A data-mining advanced persistent threat hit a handful of high profile targets last year, including the White House’s computer network.
Dubbed CozyDuke, the APT’s toolset shares several similarities with fellow APTs MiniDuke, CosmicDuke and OnionDuke.
Kurt Baumgartner and Costin Raiu, researchers at Kaspersky Lab, on Tuesday detailed the threat, used by attackers in last year’s breach of the White House along with the Department of State.
Reports first surfaced in October that authorities at the White House were investigating an internal breach, allegedly state-sponsored, in which “some elements of [its] unclassified network” was affected. Officials couldn’t say much about the attack at the time but did claim they had “identified activity of concern on the unclassified Executive Office of the President network.”
In November, shortly after the White House breach, officials at the State Department shut down the email system after an intrusion in portions of a system in charge of handling unclassified email.
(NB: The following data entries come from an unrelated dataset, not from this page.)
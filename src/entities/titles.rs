use sea_orm::entity::prelude::*;

#[derive(Clone, Debug, PartialEq, Eq, DeriveEntityModel)]
#[sea_orm(table_name = "titles")]
pub struct Model {
    #[sea_orm(primary_key)]
    pub id: i32,
    pub name: String,
    /// Release year, never later than the current calendar year.
    pub year: Option<i16>,
    #[sea_orm(column_type = "Text", nullable)]
    pub description: Option<String>,
    pub category_id: Option<i32>,
}

#[derive(Copy, Clone, Debug, EnumIter, DeriveRelation)]
pub enum Relation {
    #[sea_orm(
        belongs_to = "super::categories::Entity",
        from = "Column::CategoryId",
        to = "super::categories::Column::Id",
        on_update = "NoAction",
        on_delete = "SetNull"
    )]
    Category,
    #[sea_orm(has_many = "super::genre_titles::Entity")]
    GenreTitles,
    #[sea_orm(has_many = "super::reviews::Entity")]
    Reviews,
}

impl Related<super::categories::Entity> for Entity {
    fn to() -> RelationDef {
        Relation::Category.def()
    }
}

impl Related<super::genres::Entity> for Entity {
    fn to() -> RelationDef {
        super::genre_titles::Relation::Genre.def()
    }
    fn via() -> Option<RelationDef> {
        Some(super::genre_titles::Relation::Title.def().rev())
    }
}

impl Related<super::genre_titles::Entity> for Entity {
    fn to() -> RelationDef {
        Relation::GenreTitles.def()
    }
}

impl Related<super::reviews::Entity> for Entity {
    fn to() -> RelationDef {
        Relation::Reviews.def()
    }
}

impl ActiveModelBehavior for ActiveModel {}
State became the fourth government agency to announce a breach that fall, following the White House, United States Postal Service and National Oceanic and Atmospheric Administration.
Kaspersky Lab’s report, published on Securelist, suggests CozyDuke figured into both the White house and State Department attacks and was also used in attacks against government and commercial entities in Germany, South Korea and Uzbekistan.
According to the researchers the APT, also known as CozyBear, CozyCar, and “Office Monkeys,” picked up steam during the second half of 2014, a timeline that coincides with the attacks on the U.S. government’s networks.
Like many APTs of late, CozyDuke kicks off with a common spear phishing email. Messages contain links to a hacked version of a legitimate site that’s been rigged to host a .zip file. In this case the .zip contains a RAR SFX that installs the malware and displays an empty PDF.
In another instance, attackers send a flash video as an email attachment. Once opened the attachment plays a flash video, “Office Monkeys LOL Video.zip,” which as the title suggests, features chimpanzees wearing ties. After, another CozyDuke .exe is dropped and executed.
“These videos are quickly passed around offices with delight while systems are infected in the background silently,” Raiu and Baumgartner write.
Researchers deduced that the actors behind CozyDuke are either also behind OnionDuke, or working together as both APTs share a similar module: show.dll, along with identical export function names.
CozyDuke components are signed with bogus Intel and AMD certificates based on the malware samples Kaspersky Lab gathered.
Once deployed, the malware allows attackers to drop additional modules onto victim’s machines while subsequently identifying any security products installed on the system and evading them.
Originally uncovered in 2013, MiniDuke was a sophisticated APT campaign that took advantage of an exploit in Adobe Reader and created backdoors in networks belonging to government entities and institutions across Ukraine, Belgium, Portugal, and other nations.
Researchers discovered the OnionDuke cyberespionage campaign, separate from MiniDuke, distributed via malicious Tor exit nodes last November.
Indications are that both MiniDuke and OnionDuke, along with CosmicDuke, a mashup of sorts of MiniDuke and Cosmu, are managed by Russian-speaking authors and researchers are theorizing that CozyDuke fits that mold as well.
“CozyDuke is definitely connected to these two campaigns, as well as to the OnionDuke cyberespionage operation,” Baumgartner, Principal Researcher at Kaspersky Lab’s Global Research and Analysis Team said Tuesday. “Every one of these threat actors continues to track their targets, and we believe their espionage tools are all created and managed by Russian-speakers.”